Porque ese es el contenido del tiempo perdido, el de los miles de horas que quemó en su frívola juventud usando palabras huecas y gestos estúpidos con gente sin el menor interés y que además le despreciaba. No obstante, él sabía que ese material llegaría un momento en que cristalizaría o cuajaría en una materia distinta y portentosa: la vida de todo el mundo. Algo así como la Ilíada y la Odisea de cualquiera.

Para escribir ese monumento colosal llegó un día en que decidió encerrarse en una habitación forrada de corcho y comenzar a transformar milagrosa, divinamente, toda la basura social en una construcción grandiosa que redimiera nuestra insignificancia. Así, aquel hombrecillo ridículo se convirtió en un dios creador, uno de los mayores artistas que ha conocido el mundo y sólo comparable a los máximos, a Sófocles, a Shakespeare, a Cervantes, a los inmensos inventores de la condición humana.

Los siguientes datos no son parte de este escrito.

use serde::{Deserialize, Serialize};

use super::vertex::VertexId;

/// Weight given to edges created without an explicit one
pub const DEFAULT_WEIGHT: f64 = 1.0;

/// An undirected, weighted edge between two vertices
///
/// Endpoints are unordered: `Edge::new(a, b)` and `Edge::new(b, a)`
/// describe the same connection. An edge has no identity beyond its
/// endpoint pair.
#[derive(Debug, Clone, Copy, PartialEq, Serialize, Deserialize)]
pub struct Edge {
    /// First endpoint
    pub vertex1: VertexId,
    /// Second endpoint
    pub vertex2: VertexId,
    /// Edge weight used by the shortest path and spanning tree algorithms
    pub weight: f64,
}

impl Edge {
    /// Create an edge with the default weight
    pub fn new(vertex1: VertexId, vertex2: VertexId) -> Self {
        Self::weighted(vertex1, vertex2, DEFAULT_WEIGHT)
    }

    /// Create an edge with an explicit weight
    pub fn weighted(vertex1: VertexId, vertex2: VertexId, weight: f64) -> Self {
        Self {
            vertex1,
            vertex2,
            weight,
        }
    }

    /// Check if both endpoints are the same vertex
    pub fn is_self_loop(&self) -> bool {
        self.vertex1 == self.vertex2
    }

    /// Check if this edge involves a given vertex (either endpoint)
    pub fn involves(&self, vertex: VertexId) -> bool {
        self.vertex1 == vertex || self.vertex2 == vertex
    }

    /// Check if this edge connects two vertices, in either order
    pub fn connects(&self, a: VertexId, b: VertexId) -> bool {
        (self.vertex1 == a && self.vertex2 == b) || (self.vertex1 == b && self.vertex2 == a)
    }

    /// Check if two edges share the same unordered endpoint pair
    pub fn same_endpoints(&self, other: &Edge) -> bool {
        self.connects(other.vertex1, other.vertex2)
    }

    /// Return whichever endpoint is not `vertex`
    ///
    /// The caller must pass one of the endpoints; for any other vertex
    /// the result is `vertex1`.
    pub fn other(&self, vertex: VertexId) -> VertexId {
        debug_assert!(self.involves(vertex), "vertex is not an endpoint");
        if self.vertex1 != vertex {
            self.vertex1
        } else {
            self.vertex2
        }
    }
}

Escondido siempre detrás de un disfraz de estúpido social, más tarde encerrado en la habitación insonora, parapetado durante toda su vida tras una enfermedad obsesiva y neurótica que le permitía saltarse todas las leyes y reglas de la educación burguesa, es muy difícil llegar hasta el Proust real, al auténtico, el de carne y hueso. Pero hay un camino desviado, un recurso, que es su correspondencia. Como buen escriba compulsivo, se conservan más de 8.000 cartas de Proust. Tarea inmensa y singular ha sido la de Estela Ocampo, la cual ha recorrido ese océano epistolar un par de veces y ahora nos ofrece una selección perfecta en 180 estampas y muy buena traducción de José Ramón Monreal (Acantilado). He aquí el camino subterráneo, que no es el de Swann ni el de Guermantes, y que permite palpar la piel, sin duda fría y sudorosa, de nuestro escritor favorito.